Zach Koutksy, legislative director for Local 881 UCFW, said one hundred eligible voters from a total of approximately 130 workers at Cresco voted on the decision to be represented by the United Food & Commercial Workers union.
The workers’ primary demands are higher wages, lower cost of healthcare, and better respect on the job among other demands. The results of the vote were unavailable by the Tuesday evening deadline.
Marijuana businesses are more likely to accept employees who are part of a union. The cannabis industry in Illinois holds the potential to become the top in the country, believe experts.
Earlier this month, the first round of application on dispensary licenses was closed and of the 700 submitted applications, the permits for 75 new dispensaries shall be handed out in May.
The state has set scoring criteria that award points to the applications on their employment and labor practices, among many others. The applicants for new licenses can have their score enhanced by signing a peace agreement whereby the company and the union promise not to disrupt the other side.
Koutsky, who also serves as the political director, said that about half of the applicants had signed the license with Local 881.
Cresco Labs operates throughout the United States and is among the most prominent cannabis business in Illinois. The company operates grow facilities in Joliet, Lincoln, and Kankakee. The firm already operates five dispensaries in the state and intends to double the number in the state at least.
Cresco Labs spokesman Jason Erkes spoke in support of the employees, “We support our employees’ right to be represented if they wish, while also strongly advocating for their right to vote in a secret ballot election. The choice is theirs, and we support them in whatever decision they make.”
Robert Bruno, professor for labor and employment at the University of Illinois, commented that it is common for young industries to try and unionize to be able to collectively bargain for better working standards and professionalism at work.
Bruno further commented that elections play a crucial role in determining the dynamics of the industry and decide on future standards. The United Food & Commercial Workers union is active in twelve states and has a representation of more than ten thousand industry workers.

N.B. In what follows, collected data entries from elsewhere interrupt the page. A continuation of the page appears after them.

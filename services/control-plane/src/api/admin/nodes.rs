//! Node listing, inspection, light patching, and decommissioning.

use axum::extract::{Path, State};
use axum::Json;
use serde::{Deserialize, Serialize};

use crate::api::error::ApiError;
use crate::api::request_context::AdminAuth;
use crate::models::{NodeRole, NodeRow, NodeStatus};
use crate::state::AppState;

#[derive(Debug, Serialize)]
pub struct NodeSummary {
    pub id: i64,
    pub hostname: String,
    pub provider: String,
    pub os: String,
    pub role: NodeRole,
    pub status: NodeStatus,
    pub hub_number: Option<i32>,
    pub public_address: Option<String>,
    pub last_heartbeat_at: Option<chrono::DateTime<chrono::Utc>>,
}

impl From<NodeRow> for NodeSummary {
    fn from(row: NodeRow) -> Self {
        Self {
            id: row.id,
            hostname: row.hostname,
            provider: row.provider,
            os: row.os,
            role: row.role,
            status: row.status,
            hub_number: row.hub_number,
            public_address: row.public_address,
            last_heartbeat_at: row.last_heartbeat_at,
        }
    }
}

pub async fn list_nodes(
    State(state): State<AppState>,
    _admin: AdminAuth,
) -> Result<Json<Vec<NodeSummary>>, ApiError> {
    let rows: Vec<NodeRow> = sqlx::query_as(
        r#"SELECT id, hostname, provider, os, role, status, hub_number, wireguard_keys,
                  public_address, reported_desired_role, kubernetes_joined_role,
                  last_heartbeat_at, last_heartbeat_snapshot, created_at, updated_at
           FROM nodes ORDER BY id"#,
    )
    .fetch_all(state.db().pool())
    .await?;

    Ok(Json(rows.into_iter().map(NodeSummary::from).collect()))
}

pub async fn get_node(
    State(state): State<AppState>,
    _admin: AdminAuth,
    Path(id): Path<i64>,
) -> Result<Json<NodeRow>, ApiError> {
    let row = crate::topology::load_node(state.db().pool(), id)
        .await?
        .ok_or_else(|| ApiError::not_found("not_found", "node not found"))?;
    Ok(Json(row))
}

/// Fields an operator may change directly. Role, hub number, and
/// enrollment-derived fields are not patchable here; they're owned by the
/// enrollment and IPAM flows.
#[derive(Debug, Deserialize)]
pub struct PatchNodeRequest {
    #[serde(default)]
    pub status: Option<NodeStatus>,
    #[serde(default)]
    pub public_address: Option<String>,
}

pub async fn patch_node(
    State(state): State<AppState>,
    _admin: AdminAuth,
    Path(id): Path<i64>,
    Json(body): Json<PatchNodeRequest>,
) -> Result<Json<NodeRow>, ApiError> {
    let pool = state.db().pool();

    let row = sqlx::query_as::<_, NodeRow>(
        r#"
        UPDATE nodes
        SET status = COALESCE($2, status),
            public_address = COALESCE($3, public_address),
            updated_at = now()
        WHERE id = $1
        RETURNING id, hostname, provider, os, role, status, hub_number, wireguard_keys,
                  public_address, reported_desired_role, kubernetes_joined_role,
                  last_heartbeat_at, last_heartbeat_snapshot, created_at, updated_at
        "#,
    )
    .bind(id)
    .bind(body.status)
    .bind(&body.public_address)
    .fetch_optional(pool)
    .await?
    .ok_or_else(|| ApiError::not_found("not_found", "node not found"))?;

    Ok(Json(row))
}

#[derive(Debug, Serialize)]
pub struct DecommissionResponse {
    pub decommissioned: bool,
}

pub async fn decommission_node(
    State(state): State<AppState>,
    _admin: AdminAuth,
    Path(id): Path<i64>,
) -> Result<Json<DecommissionResponse>, ApiError> {
    let outcome = sqlx::query(
        r#"UPDATE nodes SET status = 'decommissioned', updated_at = now()
           WHERE id = $1 AND status != 'decommissioned'"#,
    )
    .bind(id)
    .execute(state.db().pool())
    .await?;

    Ok(Json(DecommissionResponse {
        decommissioned: outcome.rows_affected() > 0,
    }))
}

This is not the first attempt towards unionization. Last month, workers at Green Thumb Industries voted to join the International Brotherhood of Teamsters. These workers from the company’s Rock Island grow facility missed their target by a narrow margin.
In the first twelve days, the dispensaries across Illinois clocked sales upwards of $19.7 million. Queues and shortages were standard and these recreational sales had to be stopped at times. Some dispensaries closed for a day and gave their employees a break. Nevertheless, in the history of legal cannabis, Illinois has clocked in one of the strongest sales numbers in early sales.
Professor Bruno commented on the state’s growing labor movement and remained positive on future laws and companies’ presence in the industry.